WHAT YOU WILL DO >> Please retype the records below exactly, from the first line down to and including the line with "that is not an".

↓

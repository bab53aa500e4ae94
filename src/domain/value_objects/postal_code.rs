//! # Postal Code Value Object
//!
//! Brazilian postal code (CEP) normalization and validation.
//!
//! Customers type CEPs in many shapes (`03346-030`, `03.346-030`,
//! ` 03346030 `). [`PostalCode::parse`] strips everything that is not an
//! ASCII digit and accepts the result only if exactly 8 digits remain.
//!
//! # Examples
//!
//! ```
//! use storefront::domain::value_objects::PostalCode;
//!
//! let cep = PostalCode::parse("03346-030").unwrap();
//! assert_eq!(cep.as_str(), "03346030");
//! assert_eq!(cep.to_string(), "03346-030");
//!
//! assert!(PostalCode::parse("abc").is_err());
//! ```

use crate::domain::errors::{DomainError, DomainResult};
use serde::{Deserialize, Serialize};
use std::fmt;
use std::str::FromStr;

/// Number of digits in a canonical CEP.
pub const POSTAL_CODE_DIGITS: usize = 8;

/// A canonical 8-digit Brazilian postal code.
///
/// # Invariants
///
/// - Exactly 8 ASCII digits
#[derive(Debug, Clone, PartialEq, Eq, Hash, Serialize, Deserialize)]
#[serde(try_from = "String", into = "String")]
pub struct PostalCode(String);

impl PostalCode {
    /// Normalizes and validates a raw postal code.
    ///
    /// # Errors
    ///
    /// Returns `DomainError::MissingPostalCode` if the input is empty or blank.
    /// Returns `DomainError::InvalidPostalCode` if the input does not contain
    /// exactly 8 digits once every non-digit character is removed.
    pub fn parse(raw: &str) -> DomainResult<Self> {
        if raw.trim().is_empty() {
            return Err(DomainError::MissingPostalCode);
        }

        let digits: String = raw.chars().filter(char::is_ascii_digit).collect();
        if digits.len() != POSTAL_CODE_DIGITS {
            return Err(DomainError::invalid_postal_code(raw));
        }

        Ok(Self(digits))
    }

    /// Returns the 8 bare digits.
    #[inline]
    #[must_use]
    pub fn as_str(&self) -> &str {
        &self.0
    }

    /// Returns true if the code starts with the given digit prefix.
    #[inline]
    #[must_use]
    pub fn has_prefix(&self, prefix: &str) -> bool {
        self.0.starts_with(prefix)
    }

    /// Returns true if both codes share their first `len` digits.
    ///
    /// A `len` of zero always matches; lengths past 8 compare the whole code.
    #[must_use]
    pub fn shares_prefix(&self, other: &Self, len: usize) -> bool {
        let len = len.min(POSTAL_CODE_DIGITS);
        self.0.bytes().take(len).eq(other.0.bytes().take(len))
    }
}

impl fmt::Display for PostalCode {
    fn fmt(&self, f: &mut fmt::Formatter<'_>) -> fmt::Result {
        let (head, tail) = self.0.split_at(5);
        write!(f, "{}-{}", head, tail)
    }
}

impl FromStr for PostalCode {
    type Err = DomainError;

    fn from_str(s: &str) -> Result<Self, Self::Err> {
        Self::parse(s)
    }
}

impl TryFrom<String> for PostalCode {
    type Error = DomainError;

    fn try_from(value: String) -> Result<Self, Self::Error> {
        Self::parse(&value)
    }
}

impl From<PostalCode> for String {
    fn from(code: PostalCode) -> Self {
        code.0
    }
}

#[cfg(test)]
#[allow(clippy::unwrap_used)]
mod tests {
    use super::*;
    use proptest::prelude::*;

    #[test]
    fn parse_strips_punctuation() {
        let cep = PostalCode::parse("03346-030").unwrap();
        assert_eq!(cep.as_str(), "03346030");

        let cep = PostalCode::parse(" 01.311-000 ").unwrap();
        assert_eq!(cep.as_str(), "01311000");
    }

    #[test]
    fn parse_rejects_blank_input() {
        assert_eq!(PostalCode::parse(""), Err(DomainError::MissingPostalCode));
        assert_eq!(PostalCode::parse("   "), Err(DomainError::MissingPostalCode));
    }

    #[test]
    fn parse_rejects_wrong_digit_count() {
        assert!(matches!(
            PostalCode::parse("abc"),
            Err(DomainError::InvalidPostalCode { digits: 0, .. })
        ));
        assert!(matches!(
            PostalCode::parse("0334603"),
            Err(DomainError::InvalidPostalCode { digits: 7, .. })
        ));
        assert!(matches!(
            PostalCode::parse("033460301"),
            Err(DomainError::InvalidPostalCode { digits: 9, .. })
        ));
    }

    #[test]
    fn display_uses_hyphenated_form() {
        let cep = PostalCode::parse("99999999").unwrap();
        assert_eq!(cep.to_string(), "99999-999");
    }

    #[test]
    fn prefix_helpers() {
        let a = PostalCode::parse("03346030").unwrap();
        let b = PostalCode::parse("03346999").unwrap();
        let c = PostalCode::parse("03347000").unwrap();

        assert!(a.has_prefix("03"));
        assert!(!a.has_prefix("04"));
        assert!(a.shares_prefix(&b, 5));
        assert!(!a.shares_prefix(&c, 5));
        assert!(a.shares_prefix(&c, 4));
        assert!(a.shares_prefix(&c, 0));
        assert!(!a.shares_prefix(&b, 20));
    }

    #[test]
    fn serde_uses_bare_digits() {
        let cep = PostalCode::parse("03346-030").unwrap();
        let json = serde_json::to_string(&cep).unwrap();
        assert_eq!(json, "\"03346030\"");

        let back: PostalCode = serde_json::from_str("\"03346-030\"").unwrap();
        assert_eq!(back, cep);
        assert!(serde_json::from_str::<PostalCode>("\"12\"").is_err());
    }

    proptest! {
        #[test]
        fn eight_digits_with_noise_normalize(
            digits in "[0-9]{8}",
            noise in proptest::collection::vec("[ .\\-/a-zA-Z]{0,2}", 9),
        ) {
            let mut raw = String::new();
            for (i, ch) in digits.chars().enumerate() {
                raw.push_str(noise.get(i).map(String::as_str).unwrap_or(""));
                raw.push(ch);
            }
            raw.push_str(noise.get(8).map(String::as_str).unwrap_or(""));

            let cep = PostalCode::parse(&raw).unwrap();
            prop_assert_eq!(cep.as_str(), digits.as_str());
        }

        #[test]
        fn other_digit_counts_are_rejected(raw in "[0-9a-z\\- ]{0,16}") {
            let count = raw.chars().filter(char::is_ascii_digit).count();
            prop_assume!(count != POSTAL_CODE_DIGITS);
            prop_assert!(PostalCode::parse(&raw).is_err());
        }
    }
}
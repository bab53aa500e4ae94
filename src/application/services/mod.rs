//! # Application Services
//!
//! - [`ShippingEstimator`]: Resolves locations and picks a pricing policy
//! - [`ShippingPolicy`]: Strategies that price a shipment

pub mod shipping_estimator;
pub mod shipping_policy;

pub use shipping_estimator::{EstimatorConfig, FallbackReason, ShippingEstimator};
pub use shipping_policy::{
    DistanceTierPolicy, PerKilometerPolicy, PrefixFallbackPolicy, ShipmentContext, ShippingPolicy,
};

↑

RESPONSE TO THE EXERCISE >>
repository bab53aa500e4ae94
filename src/domain/value_objects/postal_code.rs
//! # Postal Code Value Object
//!
//! Brazilian postal code (CEP) normalization and validation.
//!
//! Customers type CEPs in many shapes (`03346-030`, `03.346-030`,
//! ` 03346030 `). [`PostalCode::parse`] strips everything that is not an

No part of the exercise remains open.